Location   Poor, Satisfactory, Good, Very Good, Excellent

Access   Poor, Satisfactory, Good, Very Good, Excellent

Services offered   Poor, Satisfactory, Good, Very Good, Excellent

Environment and Atmosphere   Poor, Satisfactory, Good, Very Good, Excellent

Overall  Poor, Satisfactory, Good, Very Good, Excellent


37. If you have not tried the project, why is this?


38. What services would the Fife Men Project need to offer for you to use it, or to use it more often?


39. What LGBT specific services do you think YOU would use if provided in Fife.


Your needs

 

40. Briefly, what do you feel are the main issues or concerns you face as an LGB or T person?


41. Would anything you can think of help address these issues /concerns?


42.Have you ever in your life experienced poor mental health ?Yes /No


43. If you answered yes to question 42, please answer the following questions

From the options below, please indicate in the box beneath how you feel your mental health was affected.

A Anxiety

B Attempted Suicide

C Depression

D Eating Disorder

E Self Harm

F Stress

G Other (please state):

 


44. Please tell us of any services you accessed for support.

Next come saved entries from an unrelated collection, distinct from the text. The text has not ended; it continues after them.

//! # Data Models
//!
//! This module contains all the data models used throughout the Collecty API.

use serde::{Deserialize, Serialize};
use utoipa::ToSchema;

pub mod api_key;
pub mod lead_magnet;
pub mod project;
pub mod subscriber;
pub mod widget;

pub use api_key::Entity as ApiKey;
pub use lead_magnet::Entity as LeadMagnet;
pub use project::Entity as Project;
pub use subscriber::Entity as Subscriber;
pub use widget::Entity as Widget;

/// Basic service information response
#[derive(Debug, Clone, Serialize, Deserialize, ToSchema)]
pub struct ServiceInfo {
    /// The name of the service
    pub service: String,
    /// The version of the service
    pub version: String,
}

impl Default for ServiceInfo {
    fn default() -> Self {
        Self {
            service: "collecty".to_string(),
            version: env!("CARGO_PKG_VERSION").to_string(),
        }
    }
}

45. Have you ever experienced any of the following from someone who assumed you were LGB or T

Physical abuse   Yes/No

Verbal abuse  Yes/no

Sexual abuse  Yes/No

Domestic abuse  Yes/No

Emotional /psychological abuse  Yes/No


46. If this took pace in the last 4 years, did you report the incident to anyone? Yes/no


47. If you have reported the incident(s) who did you report it/them to?

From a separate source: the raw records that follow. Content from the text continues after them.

//! Migration to create the api_keys table.
//!
//! Only the SHA-256 digest of a key is stored. The prefix column exists for
//! dashboard display and carries no secret material.

use sea_orm_migration::prelude::*;

#[derive(DeriveMigrationName)]
pub struct Migration;

#[async_trait::async_trait]
impl MigrationTrait for Migration {
    async fn up(&self, manager: &SchemaManager) -> Result<(), DbErr> {
        manager
            .create_table(
                Table::create()
                    .table(ApiKeys::Table)
                    .if_not_exists()
                    .col(ColumnDef::new(ApiKeys::Id).uuid().not_null().primary_key())
                    .col(ColumnDef::new(ApiKeys::ProjectId).uuid().not_null())
                    .col(ColumnDef::new(ApiKeys::KeyHash).text().not_null())
                    .col(ColumnDef::new(ApiKeys::KeyPrefix).text().not_null())
                    .col(ColumnDef::new(ApiKeys::Label).text().null())
                    .col(
                        ColumnDef::new(ApiKeys::LastUsedAt)
                            .timestamp_with_time_zone()
                            .null(),
                    )
                    .col(
                        ColumnDef::new(ApiKeys::CreatedAt)
                            .timestamp_with_time_zone()
                            .not_null()
                            .default(Expr::current_timestamp()),
                    )
                    .foreign_key(
                        ForeignKey::create()
                            .name("fk_api_keys_project_id")
                            .from(ApiKeys::Table, ApiKeys::ProjectId)
                            .to(Projects::Table, Projects::Id)
                            .on_delete(ForeignKeyAction::Cascade),
                    )
                    .to_owned(),
            )
            .await?;

        manager
            .create_index(
                Index::create()
                    .name("idx_api_keys_key_hash")
                    .table(ApiKeys::Table)
                    .col(ApiKeys::KeyHash)
                    .unique()
                    .to_owned(),
            )
            .await?;

        manager
            .create_index(
                Index::create()
                    .name("idx_api_keys_project_id")
                    .table(ApiKeys::Table)
                    .col(ApiKeys::ProjectId)
                    .to_owned(),
            )
            .await?;

        Ok(())
    }

    async fn down(&self, manager: &SchemaManager) -> Result<(), DbErr> {
        manager
            .drop_index(Index::drop().name("idx_api_keys_project_id").to_owned())
            .await?;

        manager
            .drop_index(Index::drop().name("idx_api_keys_key_hash").to_owned())
            .await?;

        manager
            .drop_table(Table::drop().table(ApiKeys::Table).to_owned())
            .await
    }
}

#[derive(DeriveIden)]
enum ApiKeys {
    Table,
    Id,
    ProjectId,
    KeyHash,
    KeyPrefix,
    Label,
    LastUsedAt,
    CreatedAt,
}

#[derive(DeriveIden)]
enum Projects {
    Table,
    Id,
}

48. If you did not report any incidents, please explain why in the box below.


Access to Health Services

49. Are you comfortable disclosing your sexual orientation when accessing health services? Yes /No /Only to GP/Depends


50. In the past four years have you ever experienced specific problems (e.g. discrimination, negative attitudes) from health or social care  services because of your sexual orientation or gender identity? Yes/No


51. If your answer to question 50 was Yes, which service did you have a difficulty with?

A. NHS service

B GP

C Local Health Practice

D Community Health Project

E Mental Health Service

F Sexual Health Service

G Family Planning Service

H Private Health Service

I Council Health Service

J LGBT Specific Health Service

K Other (please specify

 


52. Would you be more likely to use a health service if it was LGBT specific or LGBT friendly? Yes/No


53. In the past four years have you ever experienced specific problems (i.e. discrimination, negative attitudes) from any other services which you feel is because of your sexual orientation or gender identity? Yes/No


54. If your answer to question 53 was yes, please briefly describe which service(s) and the particular difficulties?


55. Have these experiences affected your decision to continue/discontinue use of them? Yes/No


56.Please describe why this is.


THANK YOU FOR TAKING PART IN THIS QUESTIONNAIRE.

YOUR VIEWS ARE IMPORTANT TO US AND WE WILL FEEDBACK ON THE RESULTS WITHIN A REpORT TO BE PUBLISHED IN LATE SUMMER 2008.